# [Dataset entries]
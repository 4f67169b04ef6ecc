//! Fuzz target for whole-file label-graph parsing.
//!
//! Arbitrary bytes are decoded lossily, the same way files are read from
//! disk, then parsed and joined.

#![no_main]

use libfuzzer_sys::fuzz_target;
use lgbox::lg::parse_lg_str;

fuzz_target!(|data: &[u8]| {
    if data.len() > 10 * 1024 * 1024 {
        return;
    }

    let text = String::from_utf8_lossy(data);
    let graph = parse_lg_str(&text);
    for obj in graph.annotated_objects() {
        assert!(obj.bbox.is_ordered());
    }
});
//! Fuzz target for single-line label-graph parsing.
//!
//! Feeds arbitrary UTF-8 lines to the `O,` / `BB,` record parser, checking
//! for panics, crashes, or hangs.

#![no_main]

use libfuzzer_sys::fuzz_target;
use lgbox::lg::parser::fuzz_parse_line;

fuzz_target!(|data: &[u8]| {
    if data.len() > 10 * 1024 * 1024 {
        return;
    }

    let Ok(line) = std::str::from_utf8(data) else {
        return;
    };

    let _ = fuzz_parse_line(line);
});
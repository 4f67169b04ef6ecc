//! Run configuration.
//!
//! The configuration file is required: a missing file aborts the run rather
//! than falling back to defaults. It may be JSON or YAML (chosen by the
//! `.yaml` / `.yml` extension):
//!
//! ```json
//! {
//!     "paths": {
//!         "train_lg_dir": "TC11_CROHME23/SymLG/train/OffHME",
//!         "train_img_dir": "TC11_CROHME23/IMG/train/OffHME"
//!     },
//!     "output": {
//!         "class_mapping": "class_mapping.json",
//!         "annotations": "train_annotations.json",
//!         "source": "OffHME CROHME Training Set"
//!     }
//! }
//! ```
//!
//! The `output` section and each of its keys are optional.

use std::fs;
use std::path::{Path, PathBuf};

use serde::Deserialize;

use crate::dataset::DEFAULT_SOURCE;
use crate::error::LgboxError;

/// Config file looked up when none is given on the command line.
pub const DEFAULT_CONFIG_PATH: &str = "config.json";

/// Top-level configuration.
#[derive(Clone, Debug, Deserialize)]
pub struct Config {
    pub paths: PathsConfig,

    #[serde(default)]
    pub output: OutputConfig,
}

/// Dataset input directories.
#[derive(Clone, Debug, Deserialize)]
pub struct PathsConfig {
    /// Directory holding the `.lg` files.
    pub train_lg_dir: PathBuf,

    /// Directory holding the `.png` images, one per `.lg` file.
    pub train_img_dir: PathBuf,
}

/// Artifact destinations and the source tag.
#[derive(Clone, Debug, Deserialize)]
#[serde(default)]
pub struct OutputConfig {
    pub class_mapping: PathBuf,
    pub annotations: PathBuf,
    pub source: String,
}

impl Default for OutputConfig {
    fn default() -> Self {
        Self {
            class_mapping: PathBuf::from("class_mapping.json"),
            annotations: PathBuf::from("train_annotations.json"),
            source: DEFAULT_SOURCE.to_string(),
        }
    }
}

/// Loads the configuration from `path`.
///
/// # Errors
/// Returns [`LgboxError::ConfigNotFound`] if the file does not exist and
/// [`LgboxError::ConfigParse`] if it is not a valid configuration.
pub fn load_config(path: &Path) -> Result<Config, LgboxError> {
    if !path.is_file() {
        return Err(LgboxError::ConfigNotFound {
            path: path.to_path_buf(),
        });
    }

    let content = fs::read_to_string(path).map_err(|source| LgboxError::FileRead {
        path: path.to_path_buf(),
        source,
    })?;
    parse_config(&content, is_yaml(path)).map_err(|message| LgboxError::ConfigParse {
        path: path.to_path_buf(),
        message,
    })
}

fn parse_config(content: &str, yaml: bool) -> Result<Config, String> {
    if yaml {
        serde_yaml::from_str(content).map_err(|err| err.to_string())
    } else {
        serde_json::from_str(content).map_err(|err| err.to_string())
    }
}

fn is_yaml(path: &Path) -> bool {
    path.extension()
        .and_then(|ext| ext.to_str())
        .map(|ext| ext.eq_ignore_ascii_case("yaml") || ext.eq_ignore_ascii_case("yml"))
        .unwrap_or(false)
}
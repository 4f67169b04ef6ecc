//! Check report types for structured issue reporting.

use std::fmt;

/// The result of checking an annotations artifact.
#[derive(Clone, Debug, Default)]
pub struct CheckReport {
    /// Number of file records examined.
    pub files_checked: usize,

    /// All issues found.
    pub issues: Vec<CheckIssue>,
}

impl CheckReport {
    /// Creates a new empty report.
    pub fn new() -> Self {
        Self::default()
    }

    /// Adds an issue to the report.
    pub fn add(&mut self, issue: CheckIssue) {
        self.issues.push(issue);
    }

    /// Returns the number of errors in the report.
    pub fn error_count(&self) -> usize {
        self.issues
            .iter()
            .filter(|i| i.severity == Severity::Error)
            .count()
    }

    /// Returns the number of warnings in the report.
    pub fn warning_count(&self) -> usize {
        self.issues
            .iter()
            .filter(|i| i.severity == Severity::Warning)
            .count()
    }

    /// Returns true if there are no errors.
    pub fn is_ok(&self) -> bool {
        self.error_count() == 0
    }

    /// Returns true if any issue carries `code`.
    pub fn has(&self, code: IssueCode) -> bool {
        self.issues.iter().any(|i| i.code == code)
    }
}

impl fmt::Display for CheckReport {
    fn fmt(&self, f: &mut fmt::Formatter<'_>) -> fmt::Result {
        if self.issues.is_empty() {
            return writeln!(
                f,
                "Check passed: {} file(s), no issues found",
                self.files_checked
            );
        }

        writeln!(
            f,
            "Check of {} file(s) completed with {} error(s) and {} warning(s):",
            self.files_checked,
            self.error_count(),
            self.warning_count()
        )?;
        writeln!(f)?;

        for issue in &self.issues {
            writeln!(f, "  {}", issue)?;
        }

        Ok(())
    }
}

/// A single check issue (error or warning).
#[derive(Clone, Debug)]
pub struct CheckIssue {
    pub severity: Severity,

    /// A stable code for the issue type.
    pub code: IssueCode,

    /// A human-readable description of the issue.
    pub message: String,

    /// Where the issue occurred.
    pub context: IssueContext,
}

impl CheckIssue {
    pub fn new(
        severity: Severity,
        code: IssueCode,
        message: impl Into<String>,
        context: IssueContext,
    ) -> Self {
        Self {
            severity,
            code,
            message: message.into(),
            context,
        }
    }

    pub fn error(code: IssueCode, message: impl Into<String>, context: IssueContext) -> Self {
        Self::new(Severity::Error, code, message, context)
    }

    pub fn warning(code: IssueCode, message: impl Into<String>, context: IssueContext) -> Self {
        Self::new(Severity::Warning, code, message, context)
    }
}

impl fmt::Display for CheckIssue {
    fn fmt(&self, f: &mut fmt::Formatter<'_>) -> fmt::Result {
        let severity = match self.severity {
            Severity::Error => "ERROR",
            Severity::Warning => "WARN ",
        };
        write!(
            f,
            "[{}] {:?} in {}: {}",
            severity, self.code, self.context, self.message
        )
    }
}

/// The severity of a check issue.
#[derive(Clone, Copy, Debug, PartialEq, Eq)]
pub enum Severity {
    /// Suspicious but usable for training.
    Warning,
    /// The record cannot be used as-is.
    Error,
}

/// A stable code identifying the type of check issue.
#[derive(Clone, Copy, Debug, PartialEq, Eq, Hash)]
pub enum IssueCode {
    // Record structure
    /// Two records share the same `file_id`.
    DuplicateFileId,
    /// `boxes` and `labels` have different lengths.
    LengthMismatch,
    /// A label is missing from the class mapping.
    UnknownLabel,

    // Image issues
    /// The paired image file does not exist.
    ImageMissing,
    /// The image exists but its dimensions cannot be read.
    ImageUnreadable,

    // Bounding box issues
    /// A bounding box has non-finite coordinates (NaN or Infinity).
    BBoxNotFinite,
    /// A bounding box has incorrect ordering (min > max).
    InvalidBBoxOrdering,
    /// A bounding box extends outside the image bounds.
    BBoxOutOfBounds,
    /// A bounding box has zero area.
    InvalidBBoxArea,
}

/// Where a check issue occurred.
#[derive(Clone, Debug)]
pub enum IssueContext {
    /// A whole file record.
    File { file_id: String },
    /// One object within a file record.
    Object { file_id: String, index: usize },
}

impl fmt::Display for IssueContext {
    fn fmt(&self, f: &mut fmt::Formatter<'_>) -> fmt::Result {
        match self {
            IssueContext::File { file_id } => write!(f, "file {}", file_id),
            IssueContext::Object { file_id, index } => {
                write!(f, "file {} object {}", file_id, index)
            }
        }
    }
}
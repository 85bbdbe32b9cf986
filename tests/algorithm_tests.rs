// Integration tests for the algorithm registry

use std::str::FromStr;

use hashseek::error::FinderError;
use hashseek::hash::HashAlgorithm;

#[test]
fn test_parse_known_algorithm_names() {
    assert_eq!(
        HashAlgorithm::from_str("sha256").unwrap(),
        HashAlgorithm::Sha256
    );
    assert_eq!(
        HashAlgorithm::from_str("SHA-256").unwrap(),
        HashAlgorithm::Sha256
    );
    assert_eq!(HashAlgorithm::from_str("md5").unwrap(), HashAlgorithm::Md5);
    assert_eq!(HashAlgorithm::from_str("MD5").unwrap(), HashAlgorithm::Md5);
    assert_eq!(
        HashAlgorithm::from_str("sha1").unwrap(),
        HashAlgorithm::Sha1
    );
    assert_eq!(
        HashAlgorithm::from_str("sha-1").unwrap(),
        HashAlgorithm::Sha1
    );
    assert_eq!(
        HashAlgorithm::from_str("crc32").unwrap(),
        HashAlgorithm::Crc32
    );
    assert_eq!(
        HashAlgorithm::from_str("crc64").unwrap(),
        HashAlgorithm::Crc64
    );
}

#[test]
fn test_unknown_algorithm_is_rejected() {
    let result = HashAlgorithm::from_str("md4");
    match result {
        Err(FinderError::UnsupportedAlgorithm { name }) => assert_eq!(name, "md4"),
        _ => panic!("Expected UnsupportedAlgorithm error"),
    }

    assert!(HashAlgorithm::from_str("").is_err());
    assert!(HashAlgorithm::from_str("blake3").is_err());
}

#[test]
fn test_digest_widths() {
    assert_eq!(HashAlgorithm::Sha256.digest_len(), 64);
    assert_eq!(HashAlgorithm::Md5.digest_len(), 32);
    assert_eq!(HashAlgorithm::Sha1.digest_len(), 40);
    assert_eq!(HashAlgorithm::Crc32.digest_len(), 8);
    assert_eq!(HashAlgorithm::Crc64.digest_len(), 16);
}

#[test]
fn test_display_names() {
    assert_eq!(HashAlgorithm::Sha256.to_string(), "SHA-256");
    assert_eq!(HashAlgorithm::Md5.to_string(), "MD5");
    assert_eq!(HashAlgorithm::Sha1.to_string(), "SHA-1");
    assert_eq!(HashAlgorithm::Crc32.to_string(), "CRC32");
    assert_eq!(HashAlgorithm::Crc64.to_string(), "CRC64");
}

#[test]
fn test_known_answer_digests() {
    let cases = [
        (
            HashAlgorithm::Sha256,
            "ba7816bf8f01cfea414140de5dae2223b00361a396177a9cb410ff61f20015ad",
        ),
        (HashAlgorithm::Md5, "900150983cd24fb0d6963f7d28e17f72"),
        (
            HashAlgorithm::Sha1,
            "a9993e364706816aba3e25717850c26c9cd0d89d",
        ),
        (HashAlgorithm::Crc32, "352441c2"),
        (HashAlgorithm::Crc64, "58893bb000000000"),
    ];

    for (algorithm, expected) in cases {
        let mut hasher = algorithm.hasher();
        hasher.update(b"abc");
        let digest = hex::encode(hasher.finalize());
        assert_eq!(digest, expected, "digest mismatch for {}", algorithm);
        assert_eq!(digest.len(), algorithm.digest_len());
    }
}

#[test]
fn test_crc_check_values() {
    // The conventional "123456789" check input for both CRC variants
    let mut crc32 = HashAlgorithm::Crc32.hasher();
    crc32.update(b"123456789");
    assert_eq!(hex::encode(crc32.finalize()), "cbf43926");

    let mut crc64 = HashAlgorithm::Crc64.hasher();
    crc64.update(b"123456789");
    assert_eq!(hex::encode(crc64.finalize()), "46a5a9388a5beffe");
}

#[test]
fn test_crc64_uses_zero_seed_iso_variant() {
    // A seed or output complement of all-ones would change every one of
    // these digests; only the empty input is insensitive to the choice.
    let cases = [
        (&b""[..], "0000000000000000"),
        (&b"abc"[..], "58893bb000000000"),
        (&b"123456789"[..], "46a5a9388a5beffe"),
    ];

    for (input, expected) in cases {
        let mut hasher = HashAlgorithm::Crc64.hasher();
        hasher.update(input);
        assert_eq!(
            hex::encode(hasher.finalize()),
            expected,
            "CRC64 mismatch for {:?}",
            input
        );
    }
}

#[test]
fn test_incremental_updates_match_one_shot() {
    let mut split = HashAlgorithm::Sha256.hasher();
    split.update(b"hello ");
    split.update(b"world");

    let mut whole = HashAlgorithm::Sha256.hasher();
    whole.update(b"hello world");

    assert_eq!(split.finalize(), whole.finalize());
}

# [TASK INSTRUCTIONS]
Every line that contains the string "PathBuf" should be copied from the records.

# [FINISHED EXERCISE]
use std::path::{Path, PathBuf};
    pub train_lg_dir: PathBuf,
    pub train_img_dir: PathBuf,
    pub class_mapping: PathBuf,
    pub annotations: PathBuf,
            class_mapping: PathBuf::from("class_mapping.json"),
            annotations: PathBuf::from("train_annotations.json"),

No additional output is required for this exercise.